**TASK REQUIREMENTS**
Go through the data underneath and copy every line exactly.

[Data extracted from a collection]
====
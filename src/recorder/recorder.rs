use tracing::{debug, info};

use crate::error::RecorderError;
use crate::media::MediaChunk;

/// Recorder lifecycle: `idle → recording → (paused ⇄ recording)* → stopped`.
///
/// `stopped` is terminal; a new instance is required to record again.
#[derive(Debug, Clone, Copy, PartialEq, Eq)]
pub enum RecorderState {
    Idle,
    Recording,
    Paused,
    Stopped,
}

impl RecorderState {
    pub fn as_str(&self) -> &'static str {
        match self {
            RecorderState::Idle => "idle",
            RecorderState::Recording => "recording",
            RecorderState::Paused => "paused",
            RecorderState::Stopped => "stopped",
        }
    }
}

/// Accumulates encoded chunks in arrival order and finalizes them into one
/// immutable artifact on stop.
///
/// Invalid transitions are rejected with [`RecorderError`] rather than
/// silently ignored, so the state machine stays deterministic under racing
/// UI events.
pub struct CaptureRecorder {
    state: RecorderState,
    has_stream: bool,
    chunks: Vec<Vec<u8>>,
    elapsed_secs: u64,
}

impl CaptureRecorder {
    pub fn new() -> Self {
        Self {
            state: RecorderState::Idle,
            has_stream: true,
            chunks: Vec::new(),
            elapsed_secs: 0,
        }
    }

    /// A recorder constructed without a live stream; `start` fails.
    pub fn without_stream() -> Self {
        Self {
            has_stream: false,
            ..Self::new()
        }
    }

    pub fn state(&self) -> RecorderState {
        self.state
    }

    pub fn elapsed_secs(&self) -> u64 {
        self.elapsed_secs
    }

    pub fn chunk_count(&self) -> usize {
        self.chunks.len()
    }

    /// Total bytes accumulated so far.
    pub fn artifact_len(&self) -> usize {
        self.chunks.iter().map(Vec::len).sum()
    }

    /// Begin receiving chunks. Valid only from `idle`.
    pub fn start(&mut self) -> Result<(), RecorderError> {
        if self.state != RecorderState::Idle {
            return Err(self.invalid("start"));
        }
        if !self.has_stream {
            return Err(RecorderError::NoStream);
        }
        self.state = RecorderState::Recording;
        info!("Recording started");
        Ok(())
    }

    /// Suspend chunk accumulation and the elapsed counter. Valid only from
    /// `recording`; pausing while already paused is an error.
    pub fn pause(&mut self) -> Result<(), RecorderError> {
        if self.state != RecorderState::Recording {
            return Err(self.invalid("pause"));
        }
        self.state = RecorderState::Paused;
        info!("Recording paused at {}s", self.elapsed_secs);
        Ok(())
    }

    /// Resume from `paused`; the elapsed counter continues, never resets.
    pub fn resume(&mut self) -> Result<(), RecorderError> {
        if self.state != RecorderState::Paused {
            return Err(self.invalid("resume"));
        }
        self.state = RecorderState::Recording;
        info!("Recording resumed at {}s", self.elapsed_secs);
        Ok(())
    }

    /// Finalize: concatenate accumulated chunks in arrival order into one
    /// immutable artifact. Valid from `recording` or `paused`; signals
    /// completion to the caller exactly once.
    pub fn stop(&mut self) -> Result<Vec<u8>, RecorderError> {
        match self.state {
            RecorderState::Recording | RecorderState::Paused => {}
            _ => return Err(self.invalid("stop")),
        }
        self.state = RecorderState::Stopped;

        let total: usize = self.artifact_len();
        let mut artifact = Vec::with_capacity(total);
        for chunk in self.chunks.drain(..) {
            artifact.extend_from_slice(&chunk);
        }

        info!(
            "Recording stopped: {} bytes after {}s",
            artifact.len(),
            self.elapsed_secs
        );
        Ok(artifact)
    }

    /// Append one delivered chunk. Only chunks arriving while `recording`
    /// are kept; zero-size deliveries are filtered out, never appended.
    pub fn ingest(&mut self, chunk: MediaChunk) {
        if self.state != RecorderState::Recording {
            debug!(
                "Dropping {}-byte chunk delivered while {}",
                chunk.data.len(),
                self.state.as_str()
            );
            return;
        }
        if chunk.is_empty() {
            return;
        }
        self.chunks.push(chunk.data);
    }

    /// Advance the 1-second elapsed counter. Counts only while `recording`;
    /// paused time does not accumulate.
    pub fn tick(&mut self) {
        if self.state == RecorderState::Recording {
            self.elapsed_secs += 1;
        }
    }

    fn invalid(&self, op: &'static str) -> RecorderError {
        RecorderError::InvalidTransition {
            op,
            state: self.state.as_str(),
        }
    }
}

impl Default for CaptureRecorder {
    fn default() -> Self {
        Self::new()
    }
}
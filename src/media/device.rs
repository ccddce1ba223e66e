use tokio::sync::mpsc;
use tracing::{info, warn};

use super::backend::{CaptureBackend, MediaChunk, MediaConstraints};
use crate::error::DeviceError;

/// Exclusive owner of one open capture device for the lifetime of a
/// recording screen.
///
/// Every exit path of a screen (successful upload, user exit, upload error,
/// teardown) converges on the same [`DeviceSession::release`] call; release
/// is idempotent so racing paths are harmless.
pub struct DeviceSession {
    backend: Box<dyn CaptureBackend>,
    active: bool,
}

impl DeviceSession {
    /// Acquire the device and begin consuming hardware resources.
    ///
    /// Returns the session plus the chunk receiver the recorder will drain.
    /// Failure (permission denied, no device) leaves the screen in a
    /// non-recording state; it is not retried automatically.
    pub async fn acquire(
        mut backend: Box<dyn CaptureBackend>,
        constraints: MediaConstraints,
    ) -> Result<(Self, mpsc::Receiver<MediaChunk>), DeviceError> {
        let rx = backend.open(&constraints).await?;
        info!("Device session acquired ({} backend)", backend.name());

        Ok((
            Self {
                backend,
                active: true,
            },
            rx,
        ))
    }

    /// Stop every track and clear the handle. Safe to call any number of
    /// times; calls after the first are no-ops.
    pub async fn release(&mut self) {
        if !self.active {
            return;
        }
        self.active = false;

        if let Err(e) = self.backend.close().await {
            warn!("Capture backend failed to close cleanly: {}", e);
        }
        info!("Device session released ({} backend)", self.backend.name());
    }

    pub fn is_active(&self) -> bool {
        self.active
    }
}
====
**COMPLETED TASK**
filename src/recorder/recorder.rs
use tracing::{debug, info};

use crate::error::RecorderError;
use crate::media::MediaChunk;

/// Recorder lifecycle: `idle → recording → (paused ⇄ recording)* → stopped`.
///
/// `stopped` is terminal; a new instance is required to record again.
#[derive(Debug, Clone, Copy, PartialEq, Eq)]
pub enum RecorderState {
    Idle,
    Recording,
    Paused,
    Stopped,
}

impl RecorderState {
    pub fn as_str(&self) -> &'static str {
        match self {
            RecorderState::Idle => "idle",
            RecorderState::Recording => "recording",
            RecorderState::Paused => "paused",
            RecorderState::Stopped => "stopped",
        }
    }
}

/// Accumulates encoded chunks in arrival order and finalizes them into one
/// immutable artifact on stop.
///
/// Invalid transitions are rejected with [`RecorderError`] rather than
/// silently ignored, so the state machine stays deterministic under racing
/// UI events.
pub struct CaptureRecorder {
    state: RecorderState,
    has_stream: bool,
    chunks: Vec<Vec<u8>>,
    elapsed_secs: u64,
}

impl CaptureRecorder {
    pub fn new() -> Self {
        Self {
            state: RecorderState::Idle,
            has_stream: true,
            chunks: Vec::new(),
            elapsed_secs: 0,
        }
    }

    /// A recorder constructed without a live stream; `start` fails.
    pub fn without_stream() -> Self {
        Self {
            has_stream: false,
            ..Self::new()
        }
    }

    pub fn state(&self) -> RecorderState {
        self.state
    }

    pub fn elapsed_secs(&self) -> u64 {
        self.elapsed_secs
    }

    pub fn chunk_count(&self) -> usize {
        self.chunks.len()
    }

    /// Total bytes accumulated so far.
    pub fn artifact_len(&self) -> usize {
        self.chunks.iter().map(Vec::len).sum()
    }

    /// Begin receiving chunks. Valid only from `idle`.
    pub fn start(&mut self) -> Result<(), RecorderError> {
        if self.state != RecorderState::Idle {
            return Err(self.invalid("start"));
        }
        if !self.has_stream {
            return Err(RecorderError::NoStream);
        }
        self.state = RecorderState::Recording;
        info!("Recording started");
        Ok(())
    }

    /// Suspend chunk accumulation and the elapsed counter. Valid only from
    /// `recording`; pausing while already paused is an error.
    pub fn pause(&mut self) -> Result<(), RecorderError> {
        if self.state != RecorderState::Recording {
            return Err(self.invalid("pause"));
        }
        self.state = RecorderState::Paused;
        info!("Recording paused at {}s", self.elapsed_secs);
        Ok(())
    }

    /// Resume from `paused`; the elapsed counter continues, never resets.
    pub fn resume(&mut self) -> Result<(), RecorderError> {
        if self.state != RecorderState::Paused {
            return Err(self.invalid("resume"));
        }
        self.state = RecorderState::Recording;
        info!("Recording resumed at {}s", self.elapsed_secs);
        Ok(())
    }

    /// Finalize: concatenate accumulated chunks in arrival order into one
    /// immutable artifact. Valid from `recording` or `paused`; signals
    /// completion to the caller exactly once.
    pub fn stop(&mut self) -> Result<Vec<u8>, RecorderError> {
        match self.state {
            RecorderState::Recording | RecorderState::Paused => {}
            _ => return Err(self.invalid("stop")),
        }
        self.state = RecorderState::Stopped;

        let total: usize = self.artifact_len();
        let mut artifact = Vec::with_capacity(total);
        for chunk in self.chunks.drain(..) {
            artifact.extend_from_slice(&chunk);
        }

        info!(
            "Recording stopped: {} bytes after {}s",
            artifact.len(),
            self.elapsed_secs
        );
        Ok(artifact)
    }

    /// Append one delivered chunk. Only chunks arriving while `recording`
    /// are kept; zero-size deliveries are filtered out, never appended.
    pub fn ingest(&mut self, chunk: MediaChunk) {
        if self.state != RecorderState::Recording {
            debug!(
                "Dropping {}-byte chunk delivered while {}",
                chunk.data.len(),
                self.state.as_str()
            );
            return;
        }
        if chunk.is_empty() {
            return;
        }
        self.chunks.push(chunk.data);
    }

    /// Advance the 1-second elapsed counter. Counts only while `recording`;
    /// paused time does not accumulate.
    pub fn tick(&mut self) {
        if self.state == RecorderState::Recording {
            self.elapsed_secs += 1;
        }
    }

    fn invalid(&self, op: &'static str) -> RecorderError {
        RecorderError::InvalidTransition {
            op,
            state: self.state.as_str(),
        }
    }
}

impl Default for CaptureRecorder {
    fn default() -> Self {
        Self::new()
    }
}
filename src/media/device.rs
repository ccddce1ba223e66e
use tokio::sync::mpsc;
use tracing::{info, warn};

use super::backend::{CaptureBackend, MediaChunk, MediaConstraints};
use crate::error::DeviceError;

/// Exclusive owner of one open capture device for the lifetime of a
/// recording screen.
///
/// Every exit path of a screen (successful upload, user exit, upload error,
/// teardown) converges on the same [`DeviceSession::release`] call; release
/// is idempotent so racing paths are harmless.
pub struct DeviceSession {
    backend: Box<dyn CaptureBackend>,
    active: bool,
}

impl DeviceSession {
    /// Acquire the device and begin consuming hardware resources.
    ///
    /// Returns the session plus the chunk receiver the recorder will drain.
    /// Failure (permission denied, no device) leaves the screen in a
    /// non-recording state; it is not retried automatically.
    pub async fn acquire(
        mut backend: Box<dyn CaptureBackend>,
        constraints: MediaConstraints,
    ) -> Result<(Self, mpsc::Receiver<MediaChunk>), DeviceError> {
        let rx = backend.open(&constraints).await?;
        info!("Device session acquired ({} backend)", backend.name());

        Ok((
            Self {
                backend,
                active: true,
            },
            rx,
        ))
    }

    /// Stop every track and clear the handle. Safe to call any number of
    /// times; calls after the first are no-ops.
    pub async fn release(&mut self) {
        if !self.active {
            return;
        }
        self.active = false;

        if let Err(e) = self.backend.close().await {
            warn!("Capture backend failed to close cleanly: {}", e);
        }
        info!("Device session released ({} backend)", self.backend.name());
    }

    pub fn is_active(&self) -> bool {
        self.active
    }
}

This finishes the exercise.